Claro que isso é uma ótima notícia. É necessário e urgente investigar, julgar e punir os corruptos e os corruptores. Não poderíamos ter um espírito mais motivador para começar o ano de 2016. Por isso mesmo, é uma boa hora para perguntar: a corrupção generalizada é a causa maior das mazelas do Brasil? Ou será que, além de ser um fator de deterioração da máquina pública, ela também não é um efeito, um sintoma de desacertos mais profundos e mais persistentes?

Se você examinar com atenção, vai concluir que sim: embora seja causa de estragos devastadores (devendo, portanto, ser enfrentada com todas as armas lícitas possíveis), a prática de afanar o Erário é também sintoma de uma doença pior: a persistência de marcos legais anacrônicos no Estado brasileiro, que sabotam a transparência, a agilidade, a eficiência, a impessoalidade, a livre concorrência e a própria democracia. A corrupção campeia onde o poder público está defasado, acomodado, entregue às preferências pessoais de oligarquias velhas e aproveitadores novos. Ladrões de dinheiro público só proliferam em ambientes escuros, opacos, fora do alcance da vista da nação. Os bandoleiros engravatados se multiplicam nos porões secretos de edifícios que deveriam ser públicos – e não são.

O atraso campeia junto. Pedaços do Estado avessos à fiscalização da sociedade, além de engordarem o bolso dos gatunos, são também  pesados, lentos, inamistosos e, mais grave do que tudo isso, produzem injustiça social, desperdício e pobreza. No nosso caso, ladroagem e ineficiência administrativa são sócias.

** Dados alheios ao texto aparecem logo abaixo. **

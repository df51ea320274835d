//
// Copyright 2025-2026 Hans W. Uhlig. All Rights Reserved.
//
// Licensed under the Apache License, Version 2.0 (the "License");
// you may not use this file except in compliance with the License.
// You may obtain a copy of the License at
//
//      http://www.apache.org/licenses/LICENSE-2.0
//
// Unless required by applicable law or agreed to in writing, software
// distributed under the License is distributed on an "AS IS" BASIS,
// WITHOUT WARRANTIES OR CONDITIONS OF ANY KIND, either express or implied.
// See the License for the specific language governing permissions and
// limitations under the License.
//

use crate::ecs::EcsEntity;
use crate::ecs::components::CompanionError;
use crate::ecs::systems::{TickContext, companion_of};

/// Followers have no periodic ability; following the owner is handled by
/// targeting and movement
pub(super) fn bookkeeping(ctx: &mut TickContext<'_>, entity: EcsEntity) -> Result<(), CompanionError> {
    let companion = companion_of(ctx.world, entity)?;
    tracing::trace!(
        "Follower {} check-in (owner: {:?}, staying: {})",
        companion.id,
        companion.owner(),
        companion.ordered_to_stay
    );
    Ok(())
}
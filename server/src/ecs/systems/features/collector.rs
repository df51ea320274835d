//
// Copyright 2025-2026 Hans W. Uhlig. All Rights Reserved.
//
// Licensed under the Apache License, Version 2.0 (the "License");
// you may not use this file except in compliance with the License.
// You may obtain a copy of the License at
//
//      http://www.apache.org/licenses/LICENSE-2.0
//
// Unless required by applicable law or agreed to in writing, software
// distributed under the License is distributed on an "AS IS" BASIS,
// WITHOUT WARRANTIES OR CONDITIONS OF ANY KIND, either express or implied.
// See the License for the specific language governing permissions and
// limitations under the License.
//

use crate::ecs::components::{Companion, CompanionError, ItemPickup, Position};
use crate::ecs::effects::ParticleKind;
use crate::ecs::systems::{TickContext, component_mut, position_of};
use crate::ecs::{EcsEntity, SideEffect};
use hecs::Entity;

/// Pull nearby item pickups into the companion's inventory, nearest first
///
/// Fully inserted pickups are despawned, partially inserted ones shrink, and
/// pickups with no room are left alone. Any successful insert is worth one
/// experience point for the whole window.
pub(super) fn collect(
    ctx: &mut TickContext<'_>,
    entity: EcsEntity,
) -> Result<Vec<SideEffect>, CompanionError> {
    let radius = ctx.config.features.collector.radius;
    let origin = position_of(ctx.world, entity)?;

    let mut nearby: Vec<(Entity, f32)> = ctx
        .world
        .query::<(Entity, &ItemPickup, &Position)>()
        .iter()
        .filter(|(_, pickup, position)| !pickup.0.is_empty() && origin.within(position, radius))
        .map(|(pickup, _, position)| (pickup, origin.distance_squared(position)))
        .collect();
    nearby.sort_by(|a, b| a.1.total_cmp(&b.1));

    let mut taken = Vec::new();
    {
        let mut companion = component_mut::<Companion>(ctx.world, entity)?;
        for (pickup, _) in &nearby {
            let Ok(item) = ctx.world.get::<&ItemPickup>(*pickup) else {
                continue;
            };
            let inserted = companion.inventory.insert(&item.0);
            if inserted > 0 {
                taken.push((*pickup, inserted));
            }
        }
        if !taken.is_empty() {
            companion.add_experience(1);
        }
    }

    let mut effects = Vec::new();
    for (pickup, inserted) in taken {
        let (remaining, at) = {
            let mut item = component_mut::<ItemPickup>(ctx.world, pickup)?;
            item.0.count -= inserted;
            (item.0.count, position_of(ctx.world, pickup)?)
        };
        if remaining == 0 {
            ctx.world
                .despawn(pickup)
                .map_err(|_| CompanionError::NoSuchEntity(pickup))?;
        }
        effects.push(SideEffect::Particles {
            at: at.0,
            kind: ParticleKind::Collect,
        });
    }

    if !effects.is_empty() {
        tracing::debug!("Companion {:?} collected {} pickups", entity, effects.len());
    }
    Ok(effects)
}
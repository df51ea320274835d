//
// Copyright 2025-2026 Hans W. Uhlig. All Rights Reserved.
//
// Licensed under the Apache License, Version 2.0 (the "License");
// you may not use this file except in compliance with the License.
// You may obtain a copy of the License at
//
//      http://www.apache.org/licenses/LICENSE-2.0
//
// Unless required by applicable law or agreed to in writing, software
// distributed under the License is distributed on an "AS IS" BASIS,
// WITHOUT WARRANTIES OR CONDITIONS OF ANY KIND, either express or implied.
// See the License for the specific language governing permissions and
// limitations under the License.
//

//! Shared fixtures for system unit tests

use crate::config::Configuration;
use crate::ecs::components::{
    Companion, Creature, Health, ItemPickup, Player, Position, StatusEffects,
};
use crate::ecs::context::{COMPANION_HEALTH, companion_bundle};
use crate::ecs::systems::TickContext;
use crate::ecs::{EcsEntity, FlatTerrain, GameWorld, Terrain};
use menagerie_common::{Archetype, CompanionId, ItemStack, PlayerId};
use rand::SeedableRng;
use rand::rngs::StdRng;

/// A bare world plus the pieces a [`TickContext`] borrows
pub struct TestWorld {
    pub world: GameWorld,
    pub config: Configuration,
    pub terrain: Box<dyn Terrain>,
    pub rng: StdRng,
}

impl TestWorld {
    pub fn new() -> Self {
        Self::with_terrain(Box::new(FlatTerrain::default()))
    }

    pub fn with_terrain(terrain: Box<dyn Terrain>) -> Self {
        Self {
            world: GameWorld::new(),
            config: Configuration::default(),
            terrain,
            rng: StdRng::seed_from_u64(42),
        }
    }

    pub fn tick_context(&mut self) -> TickContext<'_> {
        TickContext {
            world: &mut self.world,
            config: &self.config,
            terrain: self.terrain.as_ref(),
            rng: &mut self.rng,
        }
    }

    pub fn companion(&mut self, archetype: Archetype, position: Position) -> EcsEntity {
        let companion = Companion::new(CompanionId::new(), archetype, 0);
        self.world.spawn(companion_bundle(
            companion,
            position,
            Health::new(COMPANION_HEALTH),
        ))
    }

    pub fn tamed_companion(
        &mut self,
        archetype: Archetype,
        owner: PlayerId,
        position: Position,
    ) -> EcsEntity {
        let entity = self.companion(archetype, position);
        if let Ok(mut companion) = self.world.get::<&mut Companion>(entity) {
            companion.tame(owner);
        }
        entity
    }

    pub fn player(&mut self, position: Position) -> (EcsEntity, PlayerId) {
        let id = PlayerId::new();
        (self.player_with_id(id, position), id)
    }

    pub fn player_with_id(&mut self, id: PlayerId, position: Position) -> EcsEntity {
        self.world.spawn((
            Player { id },
            position,
            Health::new(20.0),
            StatusEffects::new(),
        ))
    }

    pub fn monster(&mut self, position: Position) -> EcsEntity {
        self.world
            .spawn((Creature::monster(), position, Health::new(20.0)))
    }

    pub fn animal(&mut self, position: Position) -> EcsEntity {
        self.world
            .spawn((Creature::animal(), position, Health::new(10.0)))
    }

    pub fn pickup(&mut self, stack: ItemStack, position: Position) -> EcsEntity {
        self.world.spawn((ItemPickup(stack), position))
    }
}

#[cfg(test)]
mod tests {
    use super::*;

    #[test]
    fn test_companion_has_full_bundle() {
        let mut test = TestWorld::new();
        let entity = test.companion(Archetype::Collector, Position::default());

        assert!(test.world.get::<&Companion>(entity).is_ok());
        assert!(test.world.get::<&StatusEffects>(entity).is_ok());
        assert!(
            test.world
                .get::<&crate::ecs::systems::MovementController>(entity)
                .is_ok()
        );
    }
}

Se perdermos de vista que a roubalheira, além de causa do atraso, também é um sintoma do mesmo atraso, perderemos a perspectiva política dessa grande tragédia brasileira. Sem essa perspectiva, o discurso contra a corrupção acaba resvalando para um discurso de pura histeria moralista, que pode variar o alvo conforme varia o gosto do freguês. Na boca de alguns, o discurso moralista se volta contra todos os políticos; para outros, os vilões petistas, e, no linguajar dos populistas, a culpa é dos endinheirados. Fiquemos atentos, porque o discurso do ódio não constrói nada de bom.

O problema não está nas pessoas – ou nesse ou naquele tipo de pessoa. O político brasileiro, considerado individualmente, não é mais ou menos espertalhão do que o político angolano ou o político japonês, embora os níveis de corrupção no Brasil, em Angola e no Japão sejam drasticamente distintos. O ser humano é igual em todos os continentes, mas, em alguns lugares, embolsar o dinheiro dos impostos pode ser um bom negócio. O Brasil não pode mais ser um lugar desse tipo.

O desafio, enfim, não é mudar pessoas, mas mudar o lugar, as regras do lugar, o ambiente político. A partir daí, virão mudanças culturais e estas, por fim, trarão as mudanças de hábito e de comportamento. O ser humano continuará igual, mas a sociedade e o país serão melhores.

No mais, é muito animador que corruptos e corruptores tenham se convertido nos vilões preferenciais dos brasileiros. Apenas cuidemos de evitar o discurso do ódio – que também é sintoma e causa de atraso. O combate à corrupção não deve ser visto exatamente como uma guerra, mas como um ato de razão e de bom-senso.